Servicing all makes and models
As previously stated, DDC Dolphin is the only sluice room equipment manufacturer capable of servicing all makes and models of sluice machines, using its own directly employed engineers. They provide a rapidresponse call-out service throughout the UK, based on 24- to 72-hour service level agreements. Engineers are based all over the country, minimising the time spent travelling to hospitals – speeding up the response to call-outs. These engineers are trained to operate within strict infection prevention protocols, and are equipped with high levels of personal protective equipment (PPE). Hospitals that specialise in treating highly contagious tropical diseases depend on these specialists for sluice room equipment servicing, maintenance, and installations.
Streamlining administration
Estates and facilities managers can streamline the administration of this vital servicing work through a series of ‘360° care packages’ and agreements that help Trusts to:
avoid unplanned costs.
catch potential issues before they develop, preventing unexpected downtime, and extending the lifespan of machines.
accurately forecast budgets, thanks to fixed-price packages over five years.

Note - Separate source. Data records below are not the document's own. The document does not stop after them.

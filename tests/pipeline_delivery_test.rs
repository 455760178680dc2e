mod common;

use common::{FakeGateway, fast_pipeline_config, numbered_lines};
use rask_log_shipper::consumer::LogTail;
use rask_log_shipper::network::Transport;
use rask_log_shipper::pipeline::{Pipeline, PipelineConfig, ShutdownPolicy, ShutdownReport, TickReport};
use rask_log_shipper::sender::{Compressor, MessagingGateway};
use std::sync::Arc;
use std::time::Duration;
use tokio_util::sync::CancellationToken;

fn decode(payload: &[u8]) -> Vec<String> {
    Compressor::new().decompress_lines(payload).unwrap()
}

#[tokio::test]
async fn test_cold_start_publishes_one_batch_per_tick() {
    let gateway = FakeGateway::new();
    let pipeline = Pipeline::new(fast_pipeline_config("dev-1", 20), gateway.clone()).unwrap();

    for line in numbered_lines(0..25) {
        pipeline.submit(line);
    }

    let first = pipeline.engine().tick().await;
    assert_eq!(first.lines_published, 20);
    let second = pipeline.engine().tick().await;
    assert_eq!(second.lines_published, 5);

    let published = gateway.published();
    assert_eq!(published.len(), 2);
    assert!(published.iter().all(|(key, _)| key == "log.dev-1"));
    assert_eq!(decode(&published[0].1), numbered_lines(0..20));
    assert_eq!(decode(&published[1].1), numbered_lines(20..25));
    assert_eq!(gateway.connect_count(), 1);

    let metrics = pipeline.metrics();
    assert_eq!(metrics.batches_published, 2);
    assert_eq!(metrics.lines_published, 25);
    assert_eq!(metrics.buffer_depth, 0);
}

#[tokio::test]
async fn test_empty_tick_touches_nothing() {
    let gateway = FakeGateway::new();
    let pipeline = Pipeline::new(fast_pipeline_config("dev-1", 20), gateway.clone()).unwrap();

    let report = pipeline.engine().tick().await;
    assert_eq!(report, TickReport::default());
    assert_eq!(gateway.connect_count(), 0);
    assert_eq!(gateway.publish_count(), 0);
}

#[tokio::test]
async fn test_outage_then_recovery_preserves_order() {
    let gateway = FakeGateway::new();
    let pipeline = Pipeline::new(fast_pipeline_config("dev-1", 10), gateway.clone()).unwrap();
    let monitor = pipeline.network_monitor();

    gateway.set_refuse_connections(true);
    for line in numbered_lines(0..10) {
        pipeline.submit(line);
    }
    let failed = pipeline.engine().tick().await;
    assert_eq!(failed.batches_failed, 1);
    assert_eq!(pipeline.engine().retry_queue().len(), 1);
    assert!(gateway.published().is_empty());

    // Network goes away: ticks are skipped without touching the gateway
    monitor.on_available(1, Transport::Wifi);
    monitor.on_lost(1);
    let connects_before = gateway.connect_count();
    for line in numbered_lines(10..15) {
        pipeline.submit(line);
    }
    assert!(pipeline.engine().tick().await.skipped);
    assert_eq!(gateway.connect_count(), connects_before);

    // Broker and network come back; the queued batch goes out first
    gateway.set_refuse_connections(false);
    monitor.on_available(1, Transport::Wifi);
    let drained = pipeline.engine().drain_retry_queue().await;
    assert_eq!(drained.lines_published, 10);
    let tick = pipeline.engine().tick().await;
    assert_eq!(tick.lines_published, 5);

    let published = gateway.published();
    assert_eq!(decode(&published[0].1), numbered_lines(0..10));
    assert_eq!(decode(&published[1].1), numbered_lines(10..15));
    assert!(pipeline.engine().retry_queue().is_empty());
    assert_eq!(pipeline.metrics().batches_retry_queued, 1);
}

#[tokio::test]
async fn test_broken_publish_is_retried_then_queued() {
    let gateway = FakeGateway::new();
    let pipeline = Pipeline::new(fast_pipeline_config("dev-1", 5), gateway.clone()).unwrap();
    gateway.set_fail_publishes(true);

    pipeline.submit("only line");
    let report = pipeline.engine().tick().await;

    assert_eq!(report.batches_failed, 1);
    assert_eq!(gateway.publish_count(), 3);
    assert_eq!(pipeline.metrics().publish_failures, 3);

    gateway.set_fail_publishes(false);
    let report = pipeline.engine().tick().await;
    assert_eq!(report.lines_published, 1);
    assert_eq!(pipeline.metrics().consecutive_failures, 0);
}

#[tokio::test]
async fn test_full_buffer_is_flushed_without_waiting_for_the_tick() {
    let gateway = FakeGateway::new();
    let pipeline = Pipeline::new(fast_pipeline_config("dev-1", 4), gateway.clone()).unwrap();
    pipeline.start().unwrap();

    for line in numbered_lines(0..8) {
        pipeline.submit(line);
    }

    let deadline = tokio::time::Instant::now() + Duration::from_secs(2);
    while gateway.published().len() < 2 && tokio::time::Instant::now() < deadline {
        tokio::time::sleep(Duration::from_millis(10)).await;
    }
    assert_eq!(gateway.published().len(), 2);

    let report = pipeline.stop().await.unwrap();
    assert_eq!(report.abandoned_lines, 0);
    assert!(!gateway.is_connected());
}

#[tokio::test]
async fn test_interval_tick_ships_partial_batches() {
    let gateway = FakeGateway::new();
    let mut config = fast_pipeline_config("dev-1", 20);
    config.batch_interval = Duration::from_millis(20);
    let pipeline = Pipeline::new(config, gateway.clone()).unwrap();
    pipeline.start().unwrap();

    pipeline.logger().i("Boot", "hello");

    let deadline = tokio::time::Instant::now() + Duration::from_secs(2);
    while gateway.published().is_empty() && tokio::time::Instant::now() < deadline {
        tokio::time::sleep(Duration::from_millis(10)).await;
    }
    let published = gateway.published();
    assert_eq!(published.len(), 1);
    let lines = decode(&published[0].1);
    assert!(lines[0].ends_with(" [I] Boot: hello"), "{lines:?}");

    pipeline.stop().await.unwrap();
}

#[tokio::test]
async fn test_abandon_on_stop_during_outage() {
    let gateway = FakeGateway::new();
    gateway.set_refuse_connections(true);
    let mut config = fast_pipeline_config("dev-1", 3);
    config.shutdown_policy = ShutdownPolicy::Drain {
        timeout: Duration::from_millis(500),
    };
    let pipeline = Pipeline::new(config, gateway.clone()).unwrap();
    pipeline.start().unwrap();

    pipeline.network_monitor().on_probe_result(false);
    for line in numbered_lines(0..7) {
        pipeline.submit(line);
    }

    let report = pipeline.stop().await.unwrap();
    assert_eq!(report.delivered_lines, 0);
    assert_eq!(report.abandoned_lines, 7);
    assert!(gateway.published().is_empty());
}

#[tokio::test]
async fn test_full_flush_never_overtakes_the_retry_queue() {
    let gateway = FakeGateway::new();
    let pipeline = Pipeline::new(fast_pipeline_config("dev-1", 3), gateway.clone()).unwrap();

    gateway.set_refuse_connections(true);
    for line in numbered_lines(0..2) {
        pipeline.submit(line);
    }
    assert_eq!(pipeline.engine().tick().await.batches_failed, 1);
    assert_eq!(pipeline.engine().retry_queue().len(), 1);

    gateway.set_refuse_connections(false);
    for line in numbered_lines(2..5) {
        pipeline.submit(line);
    }
    let report = pipeline.engine().flush_full_batches().await;
    assert_eq!(report.batches_published, 2);

    let published = gateway.published();
    assert_eq!(decode(&published[0].1), numbered_lines(0..2));
    assert_eq!(decode(&published[1].1), numbered_lines(2..5));
    assert!(pipeline.engine().retry_queue().is_empty());
}

#[tokio::test]
async fn test_network_recovery_wakes_the_running_pipeline() {
    let gateway = FakeGateway::new();
    let pipeline = Pipeline::new(fast_pipeline_config("dev-1", 20), gateway.clone()).unwrap();
    let monitor = pipeline.network_monitor();
    pipeline.start().unwrap();

    gateway.set_refuse_connections(true);
    for line in numbered_lines(0..4) {
        pipeline.submit(line);
    }
    assert_eq!(pipeline.engine().tick().await.batches_failed, 1);
    assert_eq!(pipeline.engine().retry_queue().len(), 1);

    gateway.set_refuse_connections(false);
    monitor.on_lost(1);
    monitor.on_available(1, Transport::Ethernet);

    // The interval is an hour, so only the drain trigger can ship this
    let deadline = tokio::time::Instant::now() + Duration::from_secs(2);
    while gateway.published().is_empty() && tokio::time::Instant::now() < deadline {
        tokio::time::sleep(Duration::from_millis(10)).await;
    }
    let published = gateway.published();
    assert_eq!(published.len(), 1);
    assert_eq!(decode(&published[0].1), numbered_lines(0..4));
    assert!(pipeline.engine().retry_queue().is_empty());

    pipeline.stop().await.unwrap();
}

#[tokio::test(start_paused = true)]
async fn test_shutdown_drain_respects_its_timeout() {
    let gateway = FakeGateway::new();
    gateway.set_refuse_connections(true);
    let mut config = PipelineConfig::new("dev-1");
    config.shutdown_policy = ShutdownPolicy::Drain {
        timeout: Duration::from_secs(1),
    };
    let pipeline = Pipeline::new(config, gateway.clone()).unwrap();
    pipeline.start().unwrap();
    pipeline.submit("line 0");

    let started = tokio::time::Instant::now();
    let report = pipeline.stop().await.unwrap();

    assert!(started.elapsed() <= Duration::from_secs(1), "{:?}", started.elapsed());
    assert_eq!(
        report,
        ShutdownReport {
            delivered_lines: 0,
            abandoned_lines: 1,
            abandoned_batches: 1,
        }
    );
    assert!(gateway.connect_count() <= 2);
}

#[tokio::test]
async fn test_tail_receives_what_the_pipeline_ships() {
    let gateway = FakeGateway::new();
    let tail = LogTail::for_device(gateway.clone(), "dev-1")
        .unwrap()
        .with_queue("operator");

    let received = Arc::new(parking_lot::Mutex::new(Vec::new()));
    let sink_lines = received.clone();
    let shutdown = CancellationToken::new();
    let stop_tail = shutdown.clone();
    let tail_task = tokio::spawn(async move {
        tail.run(
            move |_: &str, lines: &[String]| {
                sink_lines.lock().extend_from_slice(lines);
                Ok(())
            },
            stop_tail,
        )
        .await
    });

    // Wait for the consumer to be bound before publishing
    tokio::time::sleep(Duration::from_millis(50)).await;

    let pipeline = Pipeline::new(fast_pipeline_config("dev-1", 20), gateway.clone()).unwrap();
    let other = Pipeline::new(fast_pipeline_config("dev-2", 20), gateway.clone()).unwrap();
    for line in numbered_lines(0..3) {
        pipeline.submit(line);
        other.submit("not for us");
    }
    pipeline.engine().tick().await;
    other.engine().tick().await;

    let deadline = tokio::time::Instant::now() + Duration::from_secs(2);
    while received.lock().len() < 3 && tokio::time::Instant::now() < deadline {
        tokio::time::sleep(Duration::from_millis(10)).await;
    }
    shutdown.cancel();
    let stats = tail_task.await.unwrap().unwrap();

    assert_eq!(*received.lock(), numbered_lines(0..3));
    assert_eq!(stats.messages, 1);
}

guarantee the timely supply of all the necessary chemicals (with discounts) based on yearly, quarterly, or monthly deliveries
This creates a virtuous circle which enables Trusts to improve their sluice rooms while still remaining within budget. Money saved through extended machine life, greater reliability, and lower energy usage, enables Trusts to replace older equipment with new machines… which in turn perform better and save yet more money. This is all to the benefit of patients, clinicians, and the wider community, through superior infection control and lower carbon emissions.
Zoe Allen
Marketing and Product Innovation director at DDC Dolphin, Zoe Allen, joined the company in May 2016 as Marketing manager, before becoming Marketing director in January 2017. In October 2021, her role expanded to include product innovation to further strengthen DDC Dolphin’s position at the forefront of sluice room technical development. DDC Dolphin manufactures medical pulp macerators, bedpan washer-disinfectors, and incontinence product macerators. The company also supplies the Vacumatic waste disposal system and UVMATIC air purifiers.
Zoe Allen is responsible for the planning, development, and delivery, of all of DDC Dolphin’s global marketing, brand, and communication strategies and activities. She works closely with the group’s UK and international sales teams and global distributor network. In February 2021, she also became Marketing director at Hygenex, a DDC Dolphin brand now a separate company in its own right whose products include machine and patient care consumables, hospitalgrade stainless steel furniture, and sluice room accessories.